THE PROBLEM: Filter the entries beneath this task, copying only the lines that hold the word "TypedBuilder".

Stored data entries:
————
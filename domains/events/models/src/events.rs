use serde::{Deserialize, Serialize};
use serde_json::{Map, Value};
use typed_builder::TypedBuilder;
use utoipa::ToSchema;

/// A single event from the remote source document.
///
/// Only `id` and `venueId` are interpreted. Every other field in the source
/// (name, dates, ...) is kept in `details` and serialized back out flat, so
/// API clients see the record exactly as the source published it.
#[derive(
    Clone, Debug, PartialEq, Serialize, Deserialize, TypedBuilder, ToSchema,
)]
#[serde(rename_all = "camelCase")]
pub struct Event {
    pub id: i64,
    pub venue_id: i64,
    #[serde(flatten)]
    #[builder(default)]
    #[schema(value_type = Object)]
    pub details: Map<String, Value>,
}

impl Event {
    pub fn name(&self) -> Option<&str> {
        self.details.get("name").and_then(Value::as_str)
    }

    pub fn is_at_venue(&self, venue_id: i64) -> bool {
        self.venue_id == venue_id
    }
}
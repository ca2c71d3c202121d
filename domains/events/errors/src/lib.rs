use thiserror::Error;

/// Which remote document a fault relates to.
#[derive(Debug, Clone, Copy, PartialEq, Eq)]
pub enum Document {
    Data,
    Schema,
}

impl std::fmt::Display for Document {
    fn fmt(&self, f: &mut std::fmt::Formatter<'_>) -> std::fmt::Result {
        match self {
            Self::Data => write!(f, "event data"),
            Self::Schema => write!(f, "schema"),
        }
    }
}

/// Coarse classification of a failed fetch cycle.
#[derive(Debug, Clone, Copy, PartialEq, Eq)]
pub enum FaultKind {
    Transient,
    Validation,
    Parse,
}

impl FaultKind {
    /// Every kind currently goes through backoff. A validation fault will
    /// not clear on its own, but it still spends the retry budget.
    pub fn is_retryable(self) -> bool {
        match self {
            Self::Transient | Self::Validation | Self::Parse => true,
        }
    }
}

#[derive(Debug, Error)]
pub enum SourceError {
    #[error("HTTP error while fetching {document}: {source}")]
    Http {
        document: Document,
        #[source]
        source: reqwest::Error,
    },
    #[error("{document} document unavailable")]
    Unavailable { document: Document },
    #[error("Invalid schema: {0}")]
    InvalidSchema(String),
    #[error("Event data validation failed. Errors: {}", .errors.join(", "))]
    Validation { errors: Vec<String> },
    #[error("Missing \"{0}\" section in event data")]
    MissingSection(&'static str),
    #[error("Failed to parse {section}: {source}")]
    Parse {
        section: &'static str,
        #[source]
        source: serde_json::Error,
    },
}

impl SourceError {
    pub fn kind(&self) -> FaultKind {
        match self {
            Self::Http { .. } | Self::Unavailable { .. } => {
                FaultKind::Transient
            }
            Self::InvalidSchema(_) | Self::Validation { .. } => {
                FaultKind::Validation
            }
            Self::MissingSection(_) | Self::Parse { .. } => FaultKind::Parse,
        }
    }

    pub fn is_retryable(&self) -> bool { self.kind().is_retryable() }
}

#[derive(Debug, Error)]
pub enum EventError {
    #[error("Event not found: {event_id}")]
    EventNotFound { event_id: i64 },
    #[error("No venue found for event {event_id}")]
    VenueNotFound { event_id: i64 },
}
————
TASK RESULT:
use typed_builder::TypedBuilder;
    Clone, Debug, PartialEq, Serialize, Deserialize, TypedBuilder, ToSchema,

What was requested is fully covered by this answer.